Venoarterial extracorporeal membrane oxygenation (VA-ECMO) in pediatric cardiac support.Ann Thorac Surg. 2006 Jul; 82(1):138-44; discussion 144-5.AT
Resuscitation extracorporeal membrane oxygenation (R-ECMO) was introduced at our institution in July 2002. We reviewed the use of venoarterial (VA)-ECMO for cardiac diagnoses at our institution.
Retrospective analysis of patients on VA-ECMO for cardiac failure was performed. Survival was defined as discharge from hospital.

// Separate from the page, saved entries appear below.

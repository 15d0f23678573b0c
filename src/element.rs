// This Source Code Form is subject to the terms of the Mozilla Public
// License, v. 2.0. If a copy of the MPL was not distributed with this
// file, You can obtain one at https://mozilla.org/MPL/2.0/.

//! Element headers for the four tree-shaped containers, and the arena that
//! holds both read and predicted elements.

use crate::asf::Guid;
use crate::boxes::{BoxType, FourCC};
use crate::sizes::{self, BoxSize, EbmlSize};
use crate::source::{be_u32, be_u64, le_u32, Source};
use crate::{Error, Result, ToU64, TryVec};
use std::io::{Read, Seek};
use std::ops::Range;

/// What an element is, in its container's own vocabulary.
#[derive(Debug, Clone, Copy, PartialEq, Eq)]
pub(crate) enum TypeId {
    Ebml(u32),
    FourCC(FourCC),
    Guid(Guid),
}

/// A header that has been read from the source.
#[derive(Debug, Clone, Copy, PartialEq, Eq)]
pub(crate) struct Header {
    pub type_id: TypeId,
    pub header_offset: u64,
    pub data_offset: u64,
    pub data_size: u64,
    /// Where the next sibling starts. Past the data end only for RIFF pad bytes.
    pub end_offset: u64,
    /// The size field said "until the end of the parent".
    pub unknown_size: bool,
}

impl Header {
    pub(crate) fn data_end(&self) -> u64 {
        self.data_offset + self.data_size
    }

    pub(crate) fn data_range(&self) -> Range<u64> {
        self.data_offset..self.data_end()
    }

    pub(crate) fn ebml_id(&self) -> Option<u32> {
        match self.type_id {
            TypeId::Ebml(id) => Some(id),
            _ => None,
        }
    }

    pub(crate) fn fourcc(&self) -> Option<FourCC> {
        match self.type_id {
            TypeId::FourCC(fourcc) => Some(fourcc),
            _ => None,
        }
    }

    pub(crate) fn box_type(&self) -> BoxType {
        match self.type_id {
            TypeId::FourCC(fourcc) => fourcc.into(),
            _ => BoxType::UnknownBox(0),
        }
    }

    pub(crate) fn guid(&self) -> Option<Guid> {
        match self.type_id {
            TypeId::Guid(guid) => Some(guid),
            _ => None,
        }
    }
}

/// Header layouts of the length-prefixed container families.
#[derive(Debug, Clone, Copy, PartialEq, Eq)]
pub(crate) enum Dialect {
    /// vint id + vint size
    Ebml,
    /// 32-bit big-endian size + fourcc, optional 64-bit size.
    /// See ISO 14496-12:2015 § 4.2
    Bmff,
    /// 16-byte GUID + 64-bit little-endian size covering the header
    Asf,
    /// fourcc + 32-bit little-endian size, data padded to an even length
    Riff,
}

impl Dialect {
    /// Read the header at `offset` of an element that must end by `bound`.
    ///
    /// Sizes meaning "until the end of the container" resolve against
    /// `bound`. A header cut short by the end of the source is
    /// `UnexpectedEOF`; a size reaching past `bound` is `OutOfBounds`.
    pub(crate) fn read_header<R: Read + Seek>(self, src: &mut Source<'_, R>, offset: u64, bound: u64) -> Result<Header> {
        self.read_header_inner(src, offset, bound, false).map(|(header, _)| header)
    }

    /// Like [`Dialect::read_header`], but a size reaching past `bound` is cut
    /// down to it. The flag is set when that happened.
    pub(crate) fn read_header_clamped<R: Read + Seek>(
        self,
        src: &mut Source<'_, R>,
        offset: u64,
        bound: u64,
    ) -> Result<(Header, bool)> {
        self.read_header_inner(src, offset, bound, true)
    }

    fn read_header_inner<R: Read + Seek>(
        self,
        src: &mut Source<'_, R>,
        offset: u64,
        bound: u64,
        clamp: bool,
    ) -> Result<(Header, bool)> {
        let bound = bound.min(src.len());
        src.seek(offset)?;
        let (type_id, header_width, declared) = match self {
            Self::Ebml => {
                let mut buf = [0u8; sizes::EBML_MAX_ID_WIDTH + sizes::EBML_MAX_SIZE_WIDTH];
                let available = src.remaining().min(buf.len().to_u64()) as usize;
                src.read_exact(&mut buf[..available])?;
                let (id, id_width) = sizes::decode_ebml_id(&buf[..available])?;
                let (size, size_width) = sizes::decode_ebml_size(&buf[id_width..available])?;
                let declared = match size {
                    EbmlSize::Known(size) => Some(size),
                    EbmlSize::Unknown => None,
                };
                (TypeId::Ebml(id), (id_width + size_width).to_u64(), declared)
            },
            Self::Bmff => {
                let size32 = be_u32(src)?;
                let fourcc = FourCC::from(be_u32(src)?);
                match sizes::decode_box_size(size32) {
                    BoxSize::Compact(total) if total < 8 => return Err(Error::InvalidData("malformed size")),
                    BoxSize::Compact(total) => (TypeId::FourCC(fourcc), 8, Some(total - 8)),
                    BoxSize::Extended => {
                        let total = be_u64(src)?;
                        if total < 16 {
                            return Err(Error::InvalidData("malformed wide size"));
                        }
                        (TypeId::FourCC(fourcc), 16, Some(total - 16))
                    },
                    BoxSize::ToEnd => (TypeId::FourCC(fourcc), 8, None),
                }
            },
            Self::Asf => {
                let guid = Guid::from_bytes(src.read_array()?);
                let total = sizes::decode_asf_size(&src.read_array::<8>()?)?;
                if total < 24 {
                    return Err(Error::InvalidData("object smaller than its header"));
                }
                (TypeId::Guid(guid), 24, Some(total - 24))
            },
            Self::Riff => {
                let fourcc = FourCC::from(src.read_array::<4>()?);
                let size = le_u32(src)?;
                (TypeId::FourCC(fourcc), 8, Some(u64::from(size)))
            },
        };

        let data_offset = offset + header_width;
        if data_offset > bound {
            return Err(Error::OutOfBounds("element header crosses its container"));
        }
        let mut clamped = false;
        let data_size = match declared {
            Some(size) if size > bound - data_offset => {
                if !clamp {
                    return Err(Error::OutOfBounds("element size exceeds its container"));
                }
                clamped = true;
                bound - data_offset
            },
            Some(size) => size,
            None => bound - data_offset,
        };
        let data_end = data_offset + data_size;
        let end_offset = match self {
            Self::Riff if data_size % 2 == 1 => (data_end + 1).min(bound),
            _ => data_end,
        };
        let header = Header {
            type_id,
            header_offset: offset,
            data_offset,
            data_size,
            end_offset,
            unknown_size: declared.is_none(),
        };
        Ok((header, clamped))
    }
}

/// Index of an element in its [`ElementArena`].
#[derive(Debug, Clone, Copy, PartialEq, Eq)]
pub(crate) struct ElementIndex(usize);

/// Either a header read from the source, or what an index claims is there.
#[derive(Debug, Clone, Copy, PartialEq, Eq)]
pub(crate) enum ElementState {
    Unmaterialized {
        predicted: TypeId,
        predicted_size: Option<u64>,
    },
    Materialized(Header),
}

#[derive(Debug, Clone, Copy)]
pub(crate) struct Element {
    pub offset: u64,
    pub parent: Option<ElementIndex>,
    pub state: ElementState,
}

impl Element {
    pub(crate) fn type_id(&self) -> TypeId {
        match self.state {
            ElementState::Unmaterialized { predicted, .. } => predicted,
            ElementState::Materialized(header) => header.type_id,
        }
    }

    pub(crate) fn header(&self) -> Option<&Header> {
        match &self.state {
            ElementState::Materialized(header) => Some(header),
            ElementState::Unmaterialized { .. } => None,
        }
    }
}

/// Flat storage for elements; parents are referred to by index.
#[derive(Debug, Default)]
pub(crate) struct ElementArena {
    elements: TryVec<Element>,
}

impl ElementArena {
    pub(crate) fn get(&self, index: ElementIndex) -> Option<&Element> {
        self.elements.get(index.0)
    }

    fn push(&mut self, element: Element) -> Result<ElementIndex> {
        let index = ElementIndex(self.elements.len());
        self.elements.push(element)?;
        Ok(index)
    }

    pub(crate) fn push_materialized(&mut self, parent: Option<ElementIndex>, header: Header) -> Result<ElementIndex> {
        self.push(Element {
            offset: header.header_offset,
            parent,
            state: ElementState::Materialized(header),
        })
    }

    /// Record a placeholder for an element known only from an index.
    pub(crate) fn as_abstract(
        &mut self,
        parent: Option<ElementIndex>,
        offset: u64,
        predicted: TypeId,
        predicted_size: Option<u64>,
    ) -> Result<ElementIndex> {
        self.push(Element {
            offset,
            parent,
            state: ElementState::Unmaterialized { predicted, predicted_size },
        })
    }

    /// Read the header of a placeholder and check it against the prediction.
    ///
    /// The element must fit inside its parent's data. Already materialized
    /// elements are returned as they are.
    pub(crate) fn materialize<R: Read + Seek>(
        &mut self,
        index: ElementIndex,
        dialect: Dialect,
        src: &mut Source<'_, R>,
    ) -> Result<Header> {
        let element = *self.get(index).ok_or(Error::Inconsistent("no such element"))?;
        let (predicted, predicted_size) = match element.state {
            ElementState::Materialized(header) => return Ok(header),
            ElementState::Unmaterialized { predicted, predicted_size } => (predicted, predicted_size),
        };
        let bound = element
            .parent
            .and_then(|p| self.get(p))
            .and_then(Element::header)
            .map_or(src.len(), Header::data_end);
        let header = dialect.read_header(src, element.offset, bound)?;
        if header.type_id != predicted {
            return Err(Error::Inconsistent("indexed element has a different id"));
        }
        if predicted_size.is_some_and(|size| size != header.data_size) {
            return Err(Error::Inconsistent("indexed element has a different size"));
        }
        if let Some(slot) = self.elements.get_mut(index.0) {
            slot.state = ElementState::Materialized(header);
        }
        Ok(header)
    }
}

/// Read the payload of an element, up to `limit` bytes of it.
pub(crate) fn read_payload<R: Read + Seek>(src: &mut Source<'_, R>, header: &Header, limit: u64) -> Result<TryVec<u8>> {
    src.read_prefix_at(header.data_offset, header.data_size, limit)
}

#[cfg(test)]
fn source_over(bytes: &[u8]) -> std::io::Cursor<std::vec::Vec<u8>> {
    std::io::Cursor::new(bytes.to_vec())
}

#[test]
fn ebml_header_widths() {
    // Segment id, 1-byte size of 2, then two payload bytes
    let mut cursor = source_over(&[0x18, 0x53, 0x80, 0x67, 0x82, 0xAA, 0xBB]);
    let mut src = Source::new(&mut cursor).unwrap();
    let header = Dialect::Ebml.read_header(&mut src, 0, u64::MAX).unwrap();
    assert_eq!(header.ebml_id(), Some(0x1853_8067));
    assert_eq!((header.data_offset, header.data_size, header.end_offset), (5, 2, 7));
    assert!(!header.unknown_size);
}

#[test]
fn ebml_unknown_size_resolves_to_bound() {
    let mut cursor = source_over(&[0x1F, 0x43, 0xB6, 0x75, 0xFF, 1, 2, 3, 4, 5]);
    let mut src = Source::new(&mut cursor).unwrap();
    let header = Dialect::Ebml.read_header(&mut src, 0, 8).unwrap();
    assert!(header.unknown_size);
    assert_eq!(header.data_range(), 5..8);
}

#[test]
fn oversized_elements_are_out_of_bounds() {
    let mut cursor = source_over(b"\0\0\0\x20moov\0\0\0\0");
    let mut src = Source::new(&mut cursor).unwrap();
    assert!(matches!(Dialect::Bmff.read_header(&mut src, 0, u64::MAX), Err(Error::OutOfBounds(_))));
    assert!(matches!(Dialect::Bmff.read_header(&mut src, 8, u64::MAX), Err(Error::UnexpectedEOF)));
}

#[test]
fn clamped_header_keeps_what_is_there() {
    let mut cursor = source_over(&[0x18, 0x53, 0x80, 0x67, 0x90, 1, 2, 3]);
    let mut src = Source::new(&mut cursor).unwrap();
    assert!(Dialect::Ebml.read_header(&mut src, 0, u64::MAX).is_err());
    let (header, clamped) = Dialect::Ebml.read_header_clamped(&mut src, 0, u64::MAX).unwrap();
    assert!(clamped);
    assert_eq!(header.data_range(), 5..8);
}

#[test]
fn bmff_extended_and_to_end_sizes() {
    let mut bytes = b"\0\0\0\x01mdat\0\0\0\0\0\0\0\x12".to_vec();
    bytes.extend_from_slice(&[0; 2]);
    bytes.extend_from_slice(b"\0\0\0\0free1234");
    let mut cursor = std::io::Cursor::new(bytes);
    let mut src = Source::new(&mut cursor).unwrap();
    let mdat = Dialect::Bmff.read_header(&mut src, 0, u64::MAX).unwrap();
    assert_eq!(mdat.box_type(), BoxType::MediaDataBox);
    assert_eq!((mdat.data_offset, mdat.end_offset), (16, 18));
    let free = Dialect::Bmff.read_header(&mut src, 18, u64::MAX).unwrap();
    assert!(free.unknown_size);
    assert_eq!(free.data_range(), 26..30);
}

#[test]
fn riff_pad_byte() {
    let mut cursor = source_over(b"abcd\x03\0\0\0xyz\0next");
    let mut src = Source::new(&mut cursor).unwrap();
    let header = Dialect::Riff.read_header(&mut src, 0, u64::MAX).unwrap();
    assert_eq!(header.fourcc(), Some(FourCC::new(b"abcd")));
    assert_eq!((header.data_size, header.end_offset), (3, 12));
}

#[test]
fn materialize_checks_prediction() {
    let mut cursor = source_over(&[0x15, 0x49, 0xA9, 0x66, 0x81, 0x00, 0xEC, 0x80]);
    let mut src = Source::new(&mut cursor).unwrap();
    let mut arena = ElementArena::default();
    let info = arena.as_abstract(None, 0, TypeId::Ebml(0x1549_A966), Some(1)).unwrap();
    let wrong = arena.as_abstract(None, 6, TypeId::Ebml(0x1654_AE6B), None).unwrap();
    let header = arena.materialize(info, Dialect::Ebml, &mut src).unwrap();
    assert_eq!(header.data_size, 1);
    assert!(arena.get(info).unwrap().header().is_some());
    assert!(matches!(arena.materialize(wrong, Dialect::Ebml, &mut src), Err(Error::Inconsistent(_))));
    assert_eq!(arena.get(wrong).unwrap().type_id(), TypeId::Ebml(0x1654_AE6B));
}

Twenty-seven patients were supported with VA-ECMO (median age, 27 days; range, 1 to 640 days; median weight, 3.8 kg; range, 1.8 to 11.3 kg). Diagnoses were cardiomyopathy-myocarditis (CMM) in 8 (30%), systemic-to-pulmonary artery shunt-dependent single ventricle (SV) in 12 (44%), postcardiotomy for biventricular repair (BiV) in 6 (22%), and arrhythmia in 1 (4%). Sixteen of 27 patients survived (59%). Seven of 8 CMM patients survived (88%); 6 (75%) bridged to cardiac recovery, 1 to transplant (13%), and 1 death (13%). Seven of 12 SV patients survived (58%). The SV ECMO indications: post-Norwood ventricular dysfunction (n = 3, 2 deaths), postoperative cardiac failure (n = 6, 2 deaths), respiratory failure (n = 1, 1 death), and acute shunt occlusion (n = 2, 0 deaths). One of 6 BiV patients survived (17%). The BiV ECMO indications: failure to wean from CPB (n = 3, 3 deaths), postoperative cardiac failure (n = 2, 2 deaths), and pulmonary hypertension (n = 1, 0 deaths). Fifteen patients (56%) underwent cardiopulmonary resuscitation during ECMO cannulation. Eleven of 15 R-ECMO patients (73%) survived versus 5 of 12 non-R-ECMO patients (42%, p = 0.13). Median duration of R-ECMO: 66 hours (range, 18 to 179) versus 145 hours (range, 43 to 986, p = 0.01) for non-R-ECMO.
Resuscitation extracorporeal membrane oxygenation is an appropriate application in pediatric patients with cardiac disease. Single ventricle patients experiencing cardiopulmonary collapse and CMM patients have favorable outcomes. Failure to wean from CPB and postoperative ventricular failure are higher risk indications.